Three Los Angeles County residents are facing decades in prison after the U.S. Department of Justice charged them in connection with 10 pharmacy robberies this summer.

Makai Yusef Sanders and Kenyatta Kamar Jones of Hawthorne and Diavion Deshawna Mouton of Carson, all 22 years old, were charged earlier this month with Hobbs Act robbery (indicating it affected interstate or foreign commerce) and using a firearm during a violent crime, the DOJ said in a news release.


Federal authorities allege the trio targeted Rite Aid and Walgreens stores between Aug. 9 and Sept. 19, striking in Long Beach, Bellflower, South Los Angeles, Pasadena, Whittier, Lakewood, Monterey Park, Burbank and Glendale.

“Mouton allegedly served as the driver while Sanders and Jones allegedly robbed the stores,” the release said.

The robberies typically occurred about an hour before closing, and the robbers used guns while stealing cellphones and money from the stores’ offices, authorities said, adding that in some cases, they “assault[ed] and injur[ed] their victims.”

The DOJ highlighted the Sept. 19 robbery of a Walgreens in Glendale in particular.

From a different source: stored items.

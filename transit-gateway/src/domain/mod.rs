//! Domain types for the transit gateway.
//!
//! Types here enforce their invariants at construction time, so handlers
//! and the upstream client can trust a value once they hold one.

mod site_id;

pub use site_id::{InvalidSiteId, SiteId};
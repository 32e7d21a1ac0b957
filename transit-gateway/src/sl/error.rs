//! SL client error types.

/// Errors from the SL HTTP client.
#[derive(Debug, thiserror::Error)]
pub enum SlError {
    /// HTTP request failed (connection refused, reset, DNS, ...)
    #[error("HTTP error: {0}")]
    Http(#[source] reqwest::Error),

    /// Upstream did not answer within the configured timeout
    #[error("upstream request timed out")]
    Timeout,

    /// Invalid API key or unauthorized
    #[error("unauthorized (invalid API key)")]
    Unauthorized,

    /// API returned an error status code
    #[error("API error {status}: {message}")]
    Api { status: u16, message: String },

    /// API answered 200 but reported a failure in the response envelope
    #[error("SL status {code}: {message}")]
    Upstream { code: i32, message: String },

    /// JSON deserialization failed
    #[error("JSON parse error: {message}")]
    Json {
        message: String,
        body: Option<String>,
    },

    /// Response envelope carried no data
    #[error("response contained no data")]
    MissingData,
}

impl SlError {
    /// Whether the failure was the upstream taking too long.
    pub fn is_timeout(&self) -> bool {
        matches!(self, SlError::Timeout)
    }
}

impl From<reqwest::Error> for SlError {
    /// The request URL carries the API key, so it is dropped here.
    fn from(err: reqwest::Error) -> Self {
        if err.is_timeout() {
            SlError::Timeout
        } else {
            SlError::Http(err.without_url())
        }
    }
}
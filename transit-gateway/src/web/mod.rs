//! Web layer for the transit gateway.
//!
//! Provides the departures and station lookup endpoints.

mod dto;
mod error;
mod routes;
mod state;

pub use dto::*;
pub use error::{AppError, ValidationError, ValidationIssue};
pub use routes::create_router;
pub use state::AppState;
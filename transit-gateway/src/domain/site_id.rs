//! SL site identifier type.

use std::fmt;

use serde::{Serialize, Serializer};
use serde_json::Number;

/// Error returned when parsing an invalid site ID.
#[derive(Debug, Clone, PartialEq, Eq, thiserror::Error)]
#[error("invalid site ID: {reason}")]
pub struct InvalidSiteId {
    reason: &'static str,
}

impl InvalidSiteId {
    /// Why the input was rejected.
    pub fn reason(&self) -> &'static str {
        self.reason
    }
}

/// A numeric SL site identifier, as taken from a request path.
///
/// Any finite number is accepted, integer or decimal, with no range check;
/// the upstream API decides whether the site exists. The value serializes
/// as a JSON number.
///
/// # Examples
///
/// ```
/// use transit_gateway::domain::SiteId;
///
/// let id = SiteId::parse("1002").unwrap();
/// assert_eq!(id.to_string(), "1002");
///
/// assert!(SiteId::parse("abc").is_err());
/// assert!(SiteId::parse("").is_err());
/// ```
#[derive(Clone, PartialEq, Eq)]
pub struct SiteId(Number);

impl SiteId {
    /// Parse a site ID from a string.
    ///
    /// Integers are kept exact; anything else must parse as a finite float,
    /// and a float with no fractional part is stored as an integer.
    pub fn parse(s: &str) -> Result<Self, InvalidSiteId> {
        if s.is_empty() {
            return Err(InvalidSiteId {
                reason: "must not be empty",
            });
        }

        if let Ok(n) = s.parse::<i64>() {
            return Ok(SiteId(n.into()));
        }
        if let Ok(n) = s.parse::<u64>() {
            return Ok(SiteId(n.into()));
        }

        let value = s.parse::<f64>().map_err(|_| InvalidSiteId {
            reason: "expected a numeric string",
        })?;

        // "1e3" and "1002.0" name the same site as "1002"
        if value.fract() == 0.0 && value >= i64::MIN as f64 && value < i64::MAX as f64 {
            return Ok(SiteId((value as i64).into()));
        }

        Number::from_f64(value).map(SiteId).ok_or(InvalidSiteId {
            reason: "must be a finite number",
        })
    }
}

impl fmt::Debug for SiteId {
    fn fmt(&self, f: &mut fmt::Formatter<'_>) -> fmt::Result {
        write!(f, "SiteId({})", self.0)
    }
}

impl fmt::Display for SiteId {
    fn fmt(&self, f: &mut fmt::Formatter<'_>) -> fmt::Result {
        fmt::Display::fmt(&self.0, f)
    }
}

impl Serialize for SiteId {
    fn serialize<S: Serializer>(&self, serializer: S) -> Result<S::Ok, S::Error> {
        self.0.serialize(serializer)
    }
}
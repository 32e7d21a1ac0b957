//! SL (Storstockholms Lokaltrafik) open API client.
//!
//! Two endpoints are used:
//! - `realtimedeparturesV4.json`: departures at a site, grouped by mode
//! - `typeahead.json`: station search by name
//!
//! Both wrap their payload in a `{StatusCode, Message, ResponseData}`
//! envelope; a non-zero status code is a failure even on HTTP 200.

mod client;
mod error;
mod types;

pub use client::{SlClient, SlConfig};
pub use error::SlError;
pub use types::{
    Consequence, Deviation, Envelope, ResponseData, StationInfo, StopInfo, StopKind,
    StopLookupResult, StopPointDeviation, StopResponse, TransportInfo,
};
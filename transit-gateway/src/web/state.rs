//! Application state for the web layer.

use std::sync::Arc;

use crate::cache::CachedSlClient;

/// Shared application state.
///
/// Built once in `main` (or per test) and cloned into every handler.
#[derive(Clone)]
pub struct AppState {
    /// SL client with the station lookup cache
    pub sl: Arc<CachedSlClient>,
}

impl AppState {
    /// Create a new app state.
    pub fn new(sl: CachedSlClient) -> Self {
        Self { sl: Arc::new(sl) }
    }
}
//! Process configuration, read from environment variables.
//!
//! | Variable                 | Default | Notes                     |
//! |--------------------------|---------|---------------------------|
//! | `PORT`                   | 3000    |                           |
//! | `API_URL`                | -       | required, absolute URL    |
//! | `API_KEY`                | -       | required, departures key  |
//! | `STOP_LOOKUP_API_KEY`    | -       | required, typeahead key   |
//! | `UPSTREAM_TIMEOUT_SECS`  | 10      |                           |
//! | `STATION_CACHE_CAPACITY` | 10000   |                           |
//! | `STATION_CACHE_TTL_SECS` | 86400   |                           |
//!
//! Loading never exits the process; `main` decides what to do with a
//! [`ConfigError`].

use std::str::FromStr;
use std::time::Duration;

use reqwest::Url;

use crate::cache::CacheConfig;
use crate::sl::SlConfig;

const DEFAULT_PORT: u16 = 3000;
const DEFAULT_TIMEOUT_SECS: u64 = 10;
const DEFAULT_CACHE_CAPACITY: u64 = 10_000;
const DEFAULT_CACHE_TTL_SECS: u64 = 24 * 60 * 60;

/// Errors from reading the configuration.
#[derive(Debug, Clone, PartialEq, Eq, thiserror::Error)]
pub enum ConfigError {
    /// Required variable not set
    #[error("{0} is required")]
    Missing(&'static str),

    /// Variable set but empty
    #[error("{0} must not be empty")]
    Empty(&'static str),

    /// Variable is not an absolute URL
    #[error("{name} is not a valid URL ({value:?}): {reason}")]
    InvalidUrl {
        name: &'static str,
        value: String,
        reason: String,
    },

    /// Variable is not a number in the accepted range
    #[error("{name} must be {expected}, got {value:?}")]
    InvalidNumber {
        name: &'static str,
        value: String,
        expected: &'static str,
    },
}

/// Gateway configuration.
#[derive(Debug, Clone)]
pub struct Config {
    /// TCP port to listen on.
    pub port: u16,

    /// Base URL of the SL API.
    pub api_url: Url,

    /// Key for the real-time departures endpoint.
    pub api_key: String,

    /// Key for the station typeahead endpoint.
    pub stop_lookup_api_key: String,

    /// Timeout for each upstream request.
    pub upstream_timeout: Duration,

    /// Maximum number of cached station lookups.
    pub station_cache_capacity: u64,

    /// How long a cached station lookup stays valid.
    pub station_cache_ttl: Duration,
}

impl Config {
    /// Read configuration from the process environment.
    pub fn from_env() -> Result<Self, ConfigError> {
        Self::from_lookup(|name| std::env::var(name).ok())
    }

    /// Read configuration through `lookup`, which maps a variable name to
    /// its value.
    pub fn from_lookup<F>(lookup: F) -> Result<Self, ConfigError>
    where
        F: Fn(&str) -> Option<String>,
    {
        let port = optional_number(&lookup, "PORT", DEFAULT_PORT, "an integer port 0-65535")?;

        let api_url = required(&lookup, "API_URL")?;
        let api_url = Url::parse(&api_url).map_err(|e| ConfigError::InvalidUrl {
            name: "API_URL",
            value: api_url.clone(),
            reason: e.to_string(),
        })?;

        let api_key = required(&lookup, "API_KEY")?;
        let stop_lookup_api_key = required(&lookup, "STOP_LOOKUP_API_KEY")?;

        let timeout_secs = positive(&lookup, "UPSTREAM_TIMEOUT_SECS", DEFAULT_TIMEOUT_SECS)?;
        let station_cache_capacity =
            positive(&lookup, "STATION_CACHE_CAPACITY", DEFAULT_CACHE_CAPACITY)?;
        let cache_ttl_secs = positive(&lookup, "STATION_CACHE_TTL_SECS", DEFAULT_CACHE_TTL_SECS)?;

        Ok(Self {
            port,
            api_url,
            api_key,
            stop_lookup_api_key,
            upstream_timeout: Duration::from_secs(timeout_secs),
            station_cache_capacity,
            station_cache_ttl: Duration::from_secs(cache_ttl_secs),
        })
    }

    /// Settings for the SL client.
    pub fn sl_config(&self) -> SlConfig {
        SlConfig::new(
            self.api_url.as_str(),
            &self.api_key,
            &self.stop_lookup_api_key,
        )
        .with_timeout(self.upstream_timeout)
    }

    /// Settings for the station lookup cache.
    pub fn cache_config(&self) -> CacheConfig {
        CacheConfig {
            ttl: self.station_cache_ttl,
            max_capacity: self.station_cache_capacity,
        }
    }
}

/// A required, non-empty variable.
fn required<F>(lookup: &F, name: &'static str) -> Result<String, ConfigError>
where
    F: Fn(&str) -> Option<String>,
{
    match lookup(name) {
        None => Err(ConfigError::Missing(name)),
        Some(value) if value.is_empty() => Err(ConfigError::Empty(name)),
        Some(value) => Ok(value),
    }
}

/// An optional number; unset falls back to `default`.
fn optional_number<F, T>(
    lookup: &F,
    name: &'static str,
    default: T,
    expected: &'static str,
) -> Result<T, ConfigError>
where
    F: Fn(&str) -> Option<String>,
    T: FromStr,
{
    match lookup(name) {
        None => Ok(default),
        Some(value) => value.trim().parse().map_err(|_| ConfigError::InvalidNumber {
            name,
            value,
            expected,
        }),
    }
}

/// An optional number that must be greater than zero.
fn positive<F>(lookup: &F, name: &'static str, default: u64) -> Result<u64, ConfigError>
where
    F: Fn(&str) -> Option<String>,
{
    const EXPECTED: &str = "a positive integer";

    let value = optional_number(lookup, name, default, EXPECTED)?;
    if value == 0 {
        return Err(ConfigError::InvalidNumber {
            name,
            value: value.to_string(),
            expected: EXPECTED,
        });
    }
    Ok(value)
}
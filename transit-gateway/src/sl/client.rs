//! SL HTTP client.
//!
//! Provides async methods for the real-time departures and station
//! typeahead endpoints. Each endpoint authenticates with its own API key,
//! passed as the `key` query parameter.

use std::time::Duration;

use serde::de::DeserializeOwned;

use crate::domain::SiteId;

use super::error::SlError;
use super::types::{Envelope, ResponseData, StationInfo, StopLookupResult, StopResponse};

/// Departures window requested from SL, in minutes.
const TIME_WINDOW_MINS: u16 = 60;

/// Maximum stations returned by a typeahead search.
const MAX_LOOKUP_RESULTS: u8 = 10;

/// Characters of an upstream body kept in an error.
const MAX_BODY_EXCERPT: usize = 500;

/// Default request timeout.
const DEFAULT_TIMEOUT: Duration = Duration::from_secs(10);

/// Configuration for the SL client.
#[derive(Debug, Clone)]
pub struct SlConfig {
    /// Base URL the endpoint names are appended to
    pub base_url: String,
    /// Key for `realtimedeparturesV4.json`
    pub api_key: String,
    /// Key for `typeahead.json`
    pub stop_lookup_api_key: String,
    /// Request timeout
    pub timeout: Duration,
}

impl SlConfig {
    /// Create a new config with the default timeout.
    pub fn new(
        base_url: impl Into<String>,
        api_key: impl Into<String>,
        stop_lookup_api_key: impl Into<String>,
    ) -> Self {
        Self {
            base_url: base_url.into(),
            api_key: api_key.into(),
            stop_lookup_api_key: stop_lookup_api_key.into(),
            timeout: DEFAULT_TIMEOUT,
        }
    }

    /// Set request timeout.
    pub fn with_timeout(mut self, timeout: Duration) -> Self {
        self.timeout = timeout;
        self
    }
}

/// SL API client.
#[derive(Debug, Clone)]
pub struct SlClient {
    http: reqwest::Client,
    base_url: String,
    api_key: String,
    stop_lookup_api_key: String,
}

impl SlClient {
    /// Create a new SL client with the given configuration.
    pub fn new(config: SlConfig) -> Result<Self, SlError> {
        let http = reqwest::Client::builder().timeout(config.timeout).build()?;

        Ok(Self {
            http,
            base_url: config.base_url.trim_end_matches('/').to_string(),
            api_key: config.api_key,
            stop_lookup_api_key: config.stop_lookup_api_key,
        })
    }

    /// Get real-time departures for a site over the next hour.
    pub async fn get_departures(&self, site_id: &SiteId) -> Result<ResponseData, SlError> {
        let url = format!("{}/realtimedeparturesV4.json", self.base_url);

        let info: StationInfo = self
            .get_json(
                &url,
                &[
                    ("key", self.api_key.clone()),
                    ("siteid", site_id.to_string()),
                    ("timewindow", TIME_WINDOW_MINS.to_string()),
                ],
            )
            .await?;

        info.into_data()?.ok_or(SlError::MissingData)
    }

    /// Search for stations whose name matches `query`.
    ///
    /// A successful response with no payload is an empty result list.
    pub async fn search_stations(&self, query: &str) -> Result<Vec<StopLookupResult>, SlError> {
        let url = format!("{}/typeahead.json", self.base_url);

        let response: StopResponse = self
            .get_json(
                &url,
                &[
                    ("key", self.stop_lookup_api_key.clone()),
                    ("searchstring", query.to_string()),
                    ("stationsonly", "true".to_string()),
                    ("maxresults", MAX_LOOKUP_RESULTS.to_string()),
                ],
            )
            .await?;

        Ok(response.into_data()?.unwrap_or_default())
    }

    /// Issue a GET and decode the response envelope.
    async fn get_json<T: DeserializeOwned>(
        &self,
        url: &str,
        query: &[(&str, String)],
    ) -> Result<Envelope<T>, SlError> {
        tracing::debug!(url, "requesting SL endpoint");

        let response = self.http.get(url).query(query).send().await?;
        let status = response.status();

        if status == reqwest::StatusCode::UNAUTHORIZED || status == reqwest::StatusCode::FORBIDDEN {
            return Err(SlError::Unauthorized);
        }

        if !status.is_success() {
            let body = response.text().await.unwrap_or_default();
            return Err(SlError::Api {
                status: status.as_u16(),
                message: excerpt(&body),
            });
        }

        let body = response.text().await?;

        serde_json::from_str(&body).map_err(|e| SlError::Json {
            message: e.to_string(),
            body: Some(excerpt(&body)),
        })
    }
}

/// First part of an upstream body, for error messages.
fn excerpt(body: &str) -> String {
    body.chars().take(MAX_BODY_EXCERPT).collect()
}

That day, “two armed men believed to be Sanders and Jones – one wearing a black balaclava mask and the other wearing a black mask with a red logo – robbed a Walgreens store in Glendale,” the release said. “The suspects robbed a store customer who was at a register attempting to purchase some items, held the victim at gunpoint, and stole the victim’s iPhone.”

They also robbed a store employee, who “in fear for her life” took one of the robbers to the safe at the back of the store before she “noticed the robber was distracted talking to the other robber,” locked herself in the office and called 911, officials said.

Though the robbers didn’t get into the safe, they made off with four iPhones and about $776 from the cash registers before fleeing in a white Honda Civic that had been booked through a carsharing company, investigators said.

The three were arrested a week later after police used phone and GPS data to track them.

“At the time of their arrests, Jones and Sanders allegedly possessed handguns consistent with the firearms used in the Walgreens robbery,” the release said. “Law enforcement also found clothing – including the black mask with a red logo – consistent with what one of the suspects wore during that robbery.”

The three are now in federal custody and were due to appear in U.S. District Court in downtown Los Angeles on Tuesday.

If convicted of both charges, each person could be sentenced to 20 years in federal prison on the robbery charge and up to life in prison on the gun charge.